By copying some of the body’s own delivery systems, it may be easier to combat a whole range of diseases. Researchers at the Wooley Laboratory have had some new success in using polymers to mimic the characteristics and actions of certain biological nanoparticles and structures, such as proteins, lipoproteins, and viruses.

These synthetic recreations not only travel the blood and body in the same way as their biological counterparts, but also gain access to cells in the same way, potentially allowing a whole new range of diagnostic and treatment modalities with vast implications. In addition to allowing the delivery of nucleic acids, drugs, genes, and chemotherapies, the nanostructures can also help diagnose disease by delivering dyes and imaging probes.

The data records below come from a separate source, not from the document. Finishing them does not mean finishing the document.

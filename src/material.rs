//! Crystal plasticity material models.
//!
//! A [`MaterialModel`] is created once from a [`MaterialVariant`] and owns the quadrature
//! field store. The operator drives it through [`MaterialModel::setup`] and the driver
//! commits accepted steps through [`MaterialModel::commit`].
use nalgebra::SMatrix;
use serde::{Deserialize, Serialize};
use std::fmt;

use crate::error::{Result, SimulationError};
use crate::fe::{GeometricFactors, NODES_PER_ELEMENT};
use crate::quadrature_field::{QuadratureField, QuadratureFieldStore};

mod execution;
mod hardening;
mod kernel;
pub mod layout;

pub use hardening::*;
pub use kernel::{deviator, deviatoric_to_vec5, tensor_to_voigt, voigt_to_tensor, von_mises, MaterialPointError};
pub use layout::{StateLayout, StateSlot};

use execution::PointUpdate;
use kernel::PointKernel;

#[derive(Debug, Copy, Clone, PartialEq, Eq, Hash, Serialize, Deserialize)]
#[serde(rename_all = "snake_case")]
pub enum CrystalSymmetry {
    Fcc,
    Bcc,
    Hcp,
}

impl CrystalSymmetry {
    /// Taylor factor relating the macroscopic equivalent stress to the resolved shear stress.
    pub fn taylor_factor(&self) -> f64 {
        match self {
            Self::Fcc => 3.06,
            Self::Bcc => 2.75,
            Self::Hcp => 4.0,
        }
    }

    pub fn num_slip_systems(&self) -> usize {
        match self {
            Self::Fcc | Self::Bcc => 12,
            Self::Hcp => 18,
        }
    }
}

#[derive(Debug, Copy, Clone, PartialEq, Eq, Hash, Serialize, Deserialize)]
#[serde(rename_all = "snake_case")]
pub enum HardeningLaw {
    Voce,
    NonlinearVoce,
    DislocationDensity,
}

/// Where the per-point updates of a material model run.
#[derive(Debug, Copy, Clone, PartialEq, Eq, Hash, Serialize, Deserialize)]
#[serde(rename_all = "snake_case")]
pub enum ExecutionTarget {
    /// Sequential loop over all points.
    Cpu,
    /// Data-parallel over elements on the rayon thread pool.
    Multicore,
    /// Bulk-synchronous launches over fixed-size batches of elements.
    Device,
}

/// The tag selecting a concrete material model. Immutable once the model exists.
#[derive(Debug, Copy, Clone, PartialEq, Eq, Hash, Serialize, Deserialize)]
pub struct MaterialVariant {
    pub symmetry: CrystalSymmetry,
    pub hardening: HardeningLaw,
    pub target: ExecutionTarget,
}

impl fmt::Display for MaterialVariant {
    fn fmt(&self, f: &mut fmt::Formatter<'_>) -> fmt::Result {
        write!(f, "{:?}/{:?}/{:?}", self.symmetry, self.hardening, self.target)
    }
}

impl MaterialVariant {
    pub fn new(symmetry: CrystalSymmetry, hardening: HardeningLaw, target: ExecutionTarget) -> Self {
        Self {
            symmetry,
            hardening,
            target,
        }
    }

    /// HCP crystals are only available with dislocation density hardening.
    pub fn is_supported(&self) -> bool {
        self.symmetry != CrystalSymmetry::Hcp || self.hardening == HardeningLaw::DislocationDensity
    }

    /// The state variable layout of every material point of this variant.
    pub fn state_layout(&self) -> StateLayout {
        StateLayout::from_widths(&[
            (layout::SHEAR_RATE_EFFECTIVE, 1),
            (layout::SHEAR_EFFECTIVE, 1),
            (layout::PLASTIC_WORK, 1),
            (layout::QUATERNIONS, 4),
            (layout::HARDNESS, 1),
            (layout::SHEAR_RATES, self.symmetry.num_slip_systems()),
            (layout::ELASTIC_STRAIN, 5),
            (layout::RELATIVE_VOLUME, 1),
        ])
    }
}

#[derive(Debug, Clone, PartialEq, Serialize, Deserialize)]
pub struct MaterialParameters {
    pub bulk_modulus: f64,
    pub shear_modulus: f64,
    /// Reference slip rate of the power law.
    pub reference_shear_rate: f64,
    /// Rate sensitivity exponent `m`.
    pub rate_sensitivity: f64,
    pub hardening: HardeningParameters,
    /// Initial lattice orientation as a unit quaternion `[w, x, y, z]`.
    pub initial_orientation: [f64; 4],
}

impl Default for MaterialParameters {
    fn default() -> Self {
        // Copper-like values in MPa
        Self {
            bulk_modulus: 140.0e3,
            shear_modulus: 48.0e3,
            reference_shear_rate: 1.0,
            rate_sensitivity: 0.02,
            hardening: HardeningParameters::Voce {
                initial_strength: 20.0,
                saturation_strength: 120.0,
                initial_hardening_rate: 250.0,
            },
            initial_orientation: [1.0, 0.0, 0.0, 0.0],
        }
    }
}

impl MaterialParameters {
    pub fn validate(&self) -> Result<()> {
        let checks = [
            ("bulk_modulus", self.bulk_modulus),
            ("shear_modulus", self.shear_modulus),
            ("reference_shear_rate", self.reference_shear_rate),
            ("rate_sensitivity", self.rate_sensitivity),
        ];
        for (name, value) in checks {
            if !(value > 0.0 && value.is_finite()) {
                return Err(SimulationError::configuration(format!(
                    "material parameter {} must be positive, got {}",
                    name, value
                )));
            }
        }
        let norm = self.initial_orientation.iter().map(|q| q * q).sum::<f64>().sqrt();
        if !(norm > 0.0) || !norm.is_finite() {
            return Err(SimulationError::configuration("initial orientation must be a nonzero quaternion"));
        }
        self.hardening.validate()
    }
}

/// A material model bound to the quadrature points of a mesh.
#[derive(Debug, Clone)]
pub struct MaterialModel {
    variant: MaterialVariant,
    kernel: PointKernel,
    layout: StateLayout,
    store: QuadratureFieldStore,
    time: f64,
    dt: f64,
}

impl MaterialModel {
    /// Selects and constructs the model of the given variant.
    ///
    /// Unsupported variants and hardening parameters that do not belong to the variant's
    /// hardening law are configuration errors.
    pub fn new(
        variant: MaterialVariant,
        params: MaterialParameters,
        num_elements: usize,
        num_quadrature_points: usize,
    ) -> Result<Self> {
        if !variant.is_supported() {
            return Err(SimulationError::configuration(format!(
                "unsupported material variant {}",
                variant
            )));
        }
        if params.hardening.law() != variant.hardening {
            return Err(SimulationError::configuration(format!(
                "hardening parameters for {:?} given to a {:?} material",
                params.hardening.law(),
                variant.hardening
            )));
        }
        params.validate()?;

        let layout = variant.state_layout();
        let kernel = PointKernel::new(variant.symmetry, params, &layout)?;
        let initial_state = kernel.initial_state(layout.len());
        let store = QuadratureFieldStore::new(num_elements, num_quadrature_points, &initial_state);
        Ok(Self {
            variant,
            kernel,
            layout,
            store,
            time: 0.0,
            dt: 1.0,
        })
    }

    pub fn variant(&self) -> MaterialVariant {
        self.variant
    }

    pub fn params(&self) -> &MaterialParameters {
        self.kernel.params()
    }

    pub fn state_layout(&self) -> &StateLayout {
        &self.layout
    }

    pub fn store(&self) -> &QuadratureFieldStore {
        &self.store
    }

    pub fn time(&self) -> f64 {
        self.time
    }

    pub fn set_time(&mut self, time: f64) {
        self.time = time;
    }

    pub fn dt(&self) -> f64 {
        self.dt
    }

    pub fn set_dt(&mut self, dt: f64) {
        self.dt = dt;
    }

    /// Updates the end stress, end state and tangent of every quadrature point.
    ///
    /// `geometry` describes the end configuration and `velocities` holds the nodal trial
    /// velocities of each element, one column per node. The result is local to this rank
    /// and must be reduced before anybody branches on it.
    pub fn setup(
        &mut self,
        geometry: &GeometricFactors,
        velocities: &[SMatrix<f64, 3, NODES_PER_ELEMENT>],
    ) -> std::result::Result<(), MaterialPointError> {
        debug_assert_eq!(velocities.len(), geometry.num_elements());
        if !geometry.is_valid() {
            return Err(MaterialPointError::InvalidGeometry);
        }
        let update = PointUpdate {
            kernel: &self.kernel,
            dt: self.dt,
            geometry,
            velocities,
        };
        execution::run(self.variant.target, &update, &mut self.store)
    }

    /// Makes the end stress and state of the current step the committed history.
    pub fn commit(&mut self) {
        self.store.commit();
    }

    /// Plastic rate of deformation tensor (row-major 3 x 3) of every point, computed from
    /// the committed stress and state.
    pub fn plastic_rate_tensor(&self) -> QuadratureField {
        let stress = self.store.stress.begin();
        let state = self.store.state.begin();
        let mut result = QuadratureField::zeros(stress.num_elements(), stress.num_quadrature_points(), 9);
        for e in 0..stress.num_elements() {
            for q in 0..stress.num_quadrature_points() {
                self.kernel
                    .plastic_rate_tensor(stress.point(e, q), state.point(e, q), result.point_mut(e, q));
            }
        }
        result
    }
}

One of the main challenges in development of these therapeutic nanoparticles has been the premature release of the enclosed drug, due to breakdown of the particle itself. The new research finds a way around this by making the particles more stable through a technique called shell- and core-crosslinking—building up a small particle into a larger polymerized object and slowing down the release of any enclosed drugs. In fact, drugs and other therapeutics delivered via these polymers have been observed being released over a timeframe as long as several days, while minimizing damage to healthy tissues.

Increases in polymer chemistry are allowing for an incredibly diversity of applications. An ever greater control over the functioning of these synthetic particles, even more so than over their natural counterparts, helps to avoid the disadvantages that normally come with them, such as insertional mutagenesis, limited cargo size, and difficulties in storage and scalability. Additional features can also be built into the polymers, allowing them to respond to environmental or physiological triggers, such as releasing drugs at certain temperatures or at the acidic pH of a tumor site.

Different regions of the structures can also be “programmed” with different functions, allowing a variety of interactions, and the delivery of more than one type of cargo. For instance, the structures can carry and deliver multiple therapeutic or diagnostic tools at one time, and can use more than one targeting mechanism to deliver them. Targeting mechanisms include either active targeting with specific cell recognition, or more passive targeting through sites with leaky vasculature, such as tumor tissues. By loading together imaging probes and drugs in the same particle, it is possible to provide diagnosis and treatment at the same time.

The two main advantages to these synthetic nanoparticles appear to be that they are more flexible and can be designed for several applications, and they less immunogenic and can be injected several times, unlike their natural counterparts. However, these synthetic nanoparticles still have limitations, namely that their efficiency lags behind that of the natural particles.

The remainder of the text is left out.